Is the Department of Community Affairs still open for business?

Yes. The Department of Community Affairs (DCA) housing assistance programs continue to operate and do all their basic work, including paying rent to landlords and setting the amount of rent subsidized tenants must pay. DCA encourages subsidized tenants to use the online portal at to submit documents, or to send documents through the mail (keep copies!). Subsidized tenants who have questions can contact the field offices or use the main customer service line: 609-292-4080 or DCA has announced that it has taken a number of actions to meet the ongoing needs of its clients and to curb evictions and homelessness during the state of emergency. For example, DCA has suspended termination of subsidies in the Section 8 Housing Choice Voucher and State Rental Assistance Programs, unless the tenant has engaged in violence or threats against others. DCA is also accepting through its online portal interim income re-certifications for tenants who have lost income because of the pandemic.


Can my utilities, water, phone, and internet be shut off during the COVID-19 crisis?

No.
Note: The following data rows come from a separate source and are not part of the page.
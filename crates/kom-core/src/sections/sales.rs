//! Sales and commission block at the top of the form.

use tracing::debug;

use crate::coerce::{parse_date, parse_decimal};
use crate::models::KomRecord;
use crate::patterns::extract_job_number;
use crate::sheet::Sheet;
use crate::validation::ValidationLog;

use super::SectionExtractor;

const HEADER_ROW: u32 = 2;
const INDUSTRY_ROW: u32 = 4;
const COMM_1_ROW: u32 = 6;
const COMM_2_ROW: u32 = 8;

pub struct SalesSection;

impl SectionExtractor for SalesSection {
    fn name(&self) -> &'static str {
        "sales"
    }

    fn extract(&self, sheet: &Sheet<'_>, record: &mut KomRecord, log: &mut ValidationLog) {
        let proposal = sheet.locate_text(&sheet.fixed_or_label(HEADER_ROW, 3, "Proposal #"));
        let proposal_date = sheet.locate_raw(&sheet.fixed_or_label(HEADER_ROW, 6, "Proposal Date"));
        let sales_rep = sheet.locate_text(&sheet.fixed_or_label(HEADER_ROW, 8, "Sales Rep"));
        let date_of_oc = sheet.locate_raw(&sheet.fixed_or_label(HEADER_ROW, 11, "Date of OC"));

        record.set_date("proposal_date", parse_date(&proposal_date));
        record.set_text("sales_rep", sales_rep);
        record.set_date("date_of_oc", parse_date(&date_of_oc));

        record.set_text("industry", sheet.text(INDUSTRY_ROW, 3));
        record.set_text("industry_subcategory", sheet.text(INDUSTRY_ROW, 5));
        // the "%" sign sits in its own cell after the number
        record.set_decimal("discount", sheet.percent(INDUSTRY_ROW, 8));
        let po = sheet.locate_text(&sheet.fixed_or_label(INDUSTRY_ROW, 11, "PO#"));
        record.set_text("po_number", po);

        record.set_decimal("comm_1_inside_percent", sheet.percent(COMM_1_ROW, 4));
        record.set_text("comm_1_inside_name", sheet.text(COMM_1_ROW, 6));
        record.set_decimal("comm_outside_amount", parse_decimal(&sheet.raw(COMM_1_ROW, 10)));
        record.set_decimal("comm_2_inside_percent", sheet.percent(COMM_2_ROW, 4));
        record.set_text("comm_2_inside_name", sheet.text(COMM_2_ROW, 6));
        record.set_text("comm_outside_name", sheet.text(COMM_2_ROW, 9));

        if proposal.is_empty() {
            log.critical_empty("proposal_number");
        } else {
            match extract_job_number(&proposal) {
                Some(job) => {
                    debug!("Job number {} from proposal {}", job, proposal);
                    record.set_text("job_number", job);
                }
                None => log.push(format!(
                    "Could not extract 5-digit job number from proposal number: {}",
                    proposal
                )),
            }
        }
        record.set_text("proposal_number", proposal);
    }
}
//! Locating cells inside a loosely structured sheet.
//!
//! - [`anchor`] finds section headers by keyword.
//! - [`label`] finds the value that follows a text label.
//! - [`marker`] confirms which row belongs to an instance of a repeated group.
//! - [`locator`] chains those strategies per field.

pub mod anchor;
pub mod label;
pub mod locator;
pub mod marker;

pub use anchor::{find_section, AnchorResolver};
pub use label::{find_value_after_label, LabelFinder};
pub use locator::{FieldLocator, Strategy};
pub use marker::{find_titled_marker, has_numbered_marker, MarkerGroup};

/// A 1-indexed (row, column) position.
pub type CellPos = (u32, u32);
//! CLI application for Kick-Off-Meeting spreadsheet extraction.

mod commands;

use clap::{Parser, Subcommand};
use tracing::Level;
use tracing_subscriber::FmtSubscriber;

use commands::{batch, config, extract, inspect};

/// KOM extraction - Turn Kick-Off-Meeting spreadsheets into structured JSON
#[derive(Parser)]
#[command(name = "kom")]
#[command(author, version, about, long_about = None)]
struct Cli {
    /// Enable verbose output
    #[arg(short, long, action = clap::ArgAction::Count)]
    verbose: u8,

    /// Path to config file
    #[arg(short, long, global = true)]
    config: Option<String>,

    #[command(subcommand)]
    command: Commands,
}

#[derive(Subcommand)]
enum Commands {
    /// Extract a single KOM workbook
    Extract(extract::ExtractArgs),

    /// Extract multiple KOM workbooks
    Batch(batch::BatchArgs),

    /// Report section positions and template drift
    Inspect(inspect::InspectArgs),

    /// Manage configuration
    Config(config::ConfigArgs),
}

#[tokio::main]
async fn main() -> anyhow::Result<()> {
    let cli = Cli::parse();

    // Set up logging based on verbosity
    let level = match cli.verbose {
        0 => Level::WARN,
        1 => Level::INFO,
        2 => Level::DEBUG,
        _ => Level::TRACE,
    };

    let subscriber = FmtSubscriber::builder()
        .with_max_level(level)
        .with_target(false)
        .with_writer(std::io::stderr)
        .finish();

    tracing::subscriber::set_global_default(subscriber)?;

    match cli.command {
        Commands::Extract(args) => extract::run(args, cli.config.as_deref()).await,
        Commands::Batch(args) => batch::run(args, cli.config.as_deref()).await,
        Commands::Inspect(args) => inspect::run(args).await,
        Commands::Config(args) => config::run(args, cli.config.as_deref()).await,
    }
}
As of March 13, 2020, New Jersey’s electric and gas utilities voluntarily suspended utility shut-offs. On October 15, 2020, the Governor’s Office issued Executive Order 190. This Order suspends residential utility and water shutoffs until March 15, 2021, requires resumption of service that has been discontinued, and forbids the imposition of late fees arising during the emergency period. In addition, the Order prevents cable and telecommunications providers from terminating internet and phone service to residential customers in New Jersey before November 15, 2020. After November 15, the provider must check with the customer to see if school-aged children are using the internet service for educational purposes. If so, the provider may not terminate the service until March 15, 2021. In all other cases, the provider must offer an interest-free payment plan and may not disconnect service if the customer agrees to such a plan.

Do I still have to pay for utilities, water, phone, and internet?

Yes. You still have to pay whatever electric, gas, water, phone, or internet bills you normally pay. If you cannot pay now, you will have to pay later. DCA offers low-income tenants assistance with some utility bills; you can call the customer service number on your utility bill, or look up the number here, to try to work out a payment plan; or you can check the website of the Board of Public Utilities for a list of agencies that offer assistance.

DISCLAIMER: Because of the generality of this update, the information provided herein may not be applicable in all situations and should not be acted upon without specific legal advice based on particular situations.